*Required work*
From the first line to the last, write out the records below exactly as they appear.

*Records to process*
#####
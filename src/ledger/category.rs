use serde::{Deserialize, Serialize};
use uuid::Uuid;

/// Spending or earning bucket. A category is either expense or income, never both.
#[derive(Debug, Clone, Serialize, Deserialize, PartialEq, Eq)]
pub struct Category {
    pub id: Uuid,
    pub name: String,
    pub colour: String,
    pub is_income: bool,
}

impl Category {
    pub fn expense(name: impl Into<String>, colour: impl Into<String>) -> Self {
        Self {
            id: Uuid::new_v4(),
            name: name.into(),
            colour: colour.into(),
            is_income: false,
        }
    }

    pub fn income(name: impl Into<String>, colour: impl Into<String>) -> Self {
        Self {
            is_income: true,
            ..Self::expense(name, colour)
        }
    }
}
#####
*Task solution*
filename src/ledger/category.rs
use serde::{Deserialize, Serialize};
use uuid::Uuid;

/// Spending or earning bucket. A category is either expense or income, never both.
#[derive(Debug, Clone, Serialize, Deserialize, PartialEq, Eq)]
pub struct Category {
    pub id: Uuid,
    pub name: String,
    pub colour: String,
    pub is_income: bool,
}

impl Category {
    pub fn expense(name: impl Into<String>, colour: impl Into<String>) -> Self {
        Self {
            id: Uuid::new_v4(),
            name: name.into(),
            colour: colour.into(),
            is_income: false,
        }
    }

    pub fn income(name: impl Into<String>, colour: impl Into<String>) -> Self {
        Self {
            is_income: true,
            ..Self::expense(name, colour)
        }
    }
}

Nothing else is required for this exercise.